Миопия сегодня является глобальной проблемой здравоохранения ввиду стремительно нарастающей распространенности и тяжелых осложнений, к которым приводит ее прогрессирование [1—3].
Экспериментальные исследования последних десятилетий убедительно доказали существование зрительно-зависимых механизмов, регулирующих рост глаза и формирование рефракции. Наведенные в эксперименте животным погрешности зрительного образа (например, центральный и периферический гиперметропический дефокус, «затуманивание» зрения) стимулируют аксиальное удлинение глаза и развитие миопии [4].
В последние годы в формировании оптических погрешностей, снижающих качество ретинального изображения и потенциально влияющих на рефрактогенез, большая роль отводится монохроматическим аберрациям. Целый ряд исследований позволил выявить связь аберраций высшего порядка (higher-order aberrations, HOAs) с рефракцией, аккомодацией, возрастом, этнической принадлежностью обследуемых [5—9].
Показано, что среднеквадратичное отклонение суммарных аберраций высшего порядка (RMS HOA), вертикальная кома, сферические аберрации (СА), тилт и горизонтальный трефойл достоверно выше в глазах с миопией, чем с гиперметропией [10].
Более высокие уровни вертикального трефойла (Z –3, 3) (Z 3, –3), первичной СА (Z04) (Z40), негативного косого трефойла (Z 3,3) ассоциировались с большей аксиальной длиной, но более медленным ее дальнейшим увеличением. Эти находки, по мнению авторов, подтверждают потенциальную роль HOAs, качества зрительного образа и зрительно-зависимого механизма в росте глаз у детей [11].
По другим данным, большие кома и трефойл ассоциировались с меньшим прогрессированием миопии [12].
K. Philip и соавт. [13], напротив, не обнаружили связи HOAs с возникновением миопии у эмметропов при продольном 5-летнем наблюдении за детьми (средний возраст — 12,6 года). Однако было отмечено, что у детей с развившейся миопией наблюдалось уменьшение положительной СА, в то время как у детей, оставшихся эмметропами, наблюдалась противоположная тенденция.
Позже у детей более младшего возраста (в среднем — 9,2 года) в Японии T. Hiraoka и соавт. [14] наблюдали значительную негативную связь между роговичными и общими HOAs и аксиальным ростом глаза. Они также обнаружили отрицательную связь между положительной СА и удлинением глаза.

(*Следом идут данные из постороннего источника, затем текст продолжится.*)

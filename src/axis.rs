// src/axis.rs - Closed axis enumeration and the enum-indexed sparse map
//! Device axes and [`AxisMap`], a fixed-size per-axis map with explicit presence.
//!
//! Every producer in the crate speaks in `AxisMap`s: an axis that is `None`
//! is "absent" and is left out of the encoded frame entirely.

use serde::{Deserialize, Serialize};
use std::fmt;
use std::str::FromStr;
use thiserror::Error;

/// One independently controllable degree of motion on the device.
#[derive(Debug, Clone, Copy, PartialEq, Eq, Hash, PartialOrd, Ord, Serialize, Deserialize)]
pub enum Axis {
    /// Primary stroke axis.
    L0,
    L1,
    L2,
    R0,
    R1,
    R2,
    V0,
    V1,
    V2,
    A0,
    A1,
}

#[derive(Debug, Error, PartialEq, Eq)]
#[error("Unknown axis: {0}")]
pub struct UnknownAxis(pub String);

impl Axis {
    pub const COUNT: usize = 11;

    pub const ALL: [Axis; Axis::COUNT] = [
        Axis::L0,
        Axis::L1,
        Axis::L2,
        Axis::R0,
        Axis::R1,
        Axis::R2,
        Axis::V0,
        Axis::V1,
        Axis::V2,
        Axis::A0,
        Axis::A1,
    ];

    /// The axis that pause-fill and the neutral reset apply to.
    pub const PRIMARY: Axis = Axis::L0;

    pub fn index(self) -> usize {
        self as usize
    }

    pub fn as_str(self) -> &'static str {
        match self {
            Axis::L0 => "L0",
            Axis::L1 => "L1",
            Axis::L2 => "L2",
            Axis::R0 => "R0",
            Axis::R1 => "R1",
            Axis::R2 => "R2",
            Axis::V0 => "V0",
            Axis::V1 => "V1",
            Axis::V2 => "V2",
            Axis::A0 => "A0",
            Axis::A1 => "A1",
        }
    }
}

impl fmt::Display for Axis {
    fn fmt(&self, f: &mut fmt::Formatter<'_>) -> fmt::Result {
        f.write_str(self.as_str())
    }
}

impl FromStr for Axis {
    type Err = UnknownAxis;

    fn from_str(s: &str) -> Result<Self, Self::Err> {
        Axis::ALL
            .iter()
            .copied()
            .find(|axis| axis.as_str().eq_ignore_ascii_case(s))
            .ok_or_else(|| UnknownAxis(s.to_string()))
    }
}

/// Sparse map keyed by [`Axis`]. Iteration always follows enum order.
#[derive(Debug, Clone, PartialEq, Serialize, Deserialize)]
#[serde(
    bound(serialize = "T: Serialize + Clone", deserialize = "T: Deserialize<'de>"),
    into = "std::collections::BTreeMap<Axis, T>",
    from = "std::collections::BTreeMap<Axis, T>"
)]
pub struct AxisMap<T> {
    slots: [Option<T>; Axis::COUNT],
}

impl<T> Default for AxisMap<T> {
    fn default() -> Self {
        Self {
            slots: std::array::from_fn(|_| None),
        }
    }
}

impl<T> AxisMap<T> {
    pub fn new() -> Self {
        Self::default()
    }

    pub fn get(&self, axis: Axis) -> Option<&T> {
        self.slots[axis.index()].as_ref()
    }

    pub fn get_mut(&mut self, axis: Axis) -> Option<&mut T> {
        self.slots[axis.index()].as_mut()
    }

    /// Insert a value, returning the previous one if the axis was present.
    pub fn insert(&mut self, axis: Axis, value: T) -> Option<T> {
        self.slots[axis.index()].replace(value)
    }

    pub fn remove(&mut self, axis: Axis) -> Option<T> {
        self.slots[axis.index()].take()
    }

    pub fn contains(&self, axis: Axis) -> bool {
        self.slots[axis.index()].is_some()
    }

    pub fn len(&self) -> usize {
        self.slots.iter().filter(|slot| slot.is_some()).count()
    }

    pub fn is_empty(&self) -> bool {
        self.slots.iter().all(Option::is_none)
    }

    pub fn clear(&mut self) {
        for slot in &mut self.slots {
            *slot = None;
        }
    }

    pub fn iter(&self) -> impl Iterator<Item = (Axis, &T)> {
        Axis::ALL
            .iter()
            .zip(self.slots.iter())
            .filter_map(|(axis, slot)| slot.as_ref().map(|v| (*axis, v)))
    }

    pub fn iter_mut(&mut self) -> impl Iterator<Item = (Axis, &mut T)> {
        Axis::ALL
            .iter()
            .zip(self.slots.iter_mut())
            .filter_map(|(axis, slot)| slot.as_mut().map(|v| (*axis, v)))
    }

    pub fn axes(&self) -> impl Iterator<Item = Axis> + '_ {
        self.iter().map(|(axis, _)| axis)
    }

    /// Apply `f` to every present value, keeping presence as-is.
    pub fn map<U>(&self, mut f: impl FnMut(Axis, &T) -> U) -> AxisMap<U> {
        let mut out = AxisMap::new();
        for (axis, value) in self.iter() {
            out.insert(axis, f(axis, value));
        }
        out
    }
}

impl<T: Clone> AxisMap<T> {
    /// Overlay every present value of `other` onto `self`.
    pub fn merge(&mut self, other: &AxisMap<T>) {
        for (axis, value) in other.iter() {
            self.insert(axis, value.clone());
        }
    }
}

impl<T> FromIterator<(Axis, T)> for AxisMap<T> {
    fn from_iter<I: IntoIterator<Item = (Axis, T)>>(iter: I) -> Self {
        let mut map = AxisMap::new();
        for (axis, value) in iter {
            map.insert(axis, value);
        }
        map
    }
}

impl<T> From<std::collections::BTreeMap<Axis, T>> for AxisMap<T> {
    fn from(value: std::collections::BTreeMap<Axis, T>) -> Self {
        value.into_iter().collect()
    }
}

impl<T: Clone> From<AxisMap<T>> for std::collections::BTreeMap<Axis, T> {
    fn from(value: AxisMap<T>) -> Self {
        value.iter().map(|(axis, v)| (axis, v.clone())).collect()
    }
}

Однако эти продольные исследования не были выравнены по возрасту, рефракции, длине переднезадней оси (ПЗО), и поэтому взаимосвязь между HOAs и аксиальным ростом глаза у детей остается неясной [11].
Можно считать установленным, что при миопии наблюдается более высокий уровень как роговичных, так и внутренних аберраций, и особенно положительной СА. По мере усиления миопии выявлено увеличение роговичной СА в сторону положительных значений, в то время как внутренняя СА изменялась в сторону отрицательных значений, что в итоге позволяло общей СА оставаться на постоянном уровне, не слишком высоком по отношению ко всему волновому фронту [15]. Увеличение роговичной СА авторы объясняют увеличивающейся при высокой миопии асферичностью роговицы, а изменения внутренних СА — уплощением задней поверхности хрусталика. Также отмечено, что децентрация зрачка может вызывать увеличение роговичной и внутренней комы, а наклон (тилт) хрусталика изменяет степень баланса волнового фронта. Другие авторы также связывают изменение СА при близорукости с изменением хрусталика по мере роста глаза [13, 16]. Косвенно роль хрусталика в формировании внутренних аберраций высшего порядка, и особенно СА, подтверждается тем, что на них оказывает существенное влияние паралич цилиарной мышцы [10, 17, 18].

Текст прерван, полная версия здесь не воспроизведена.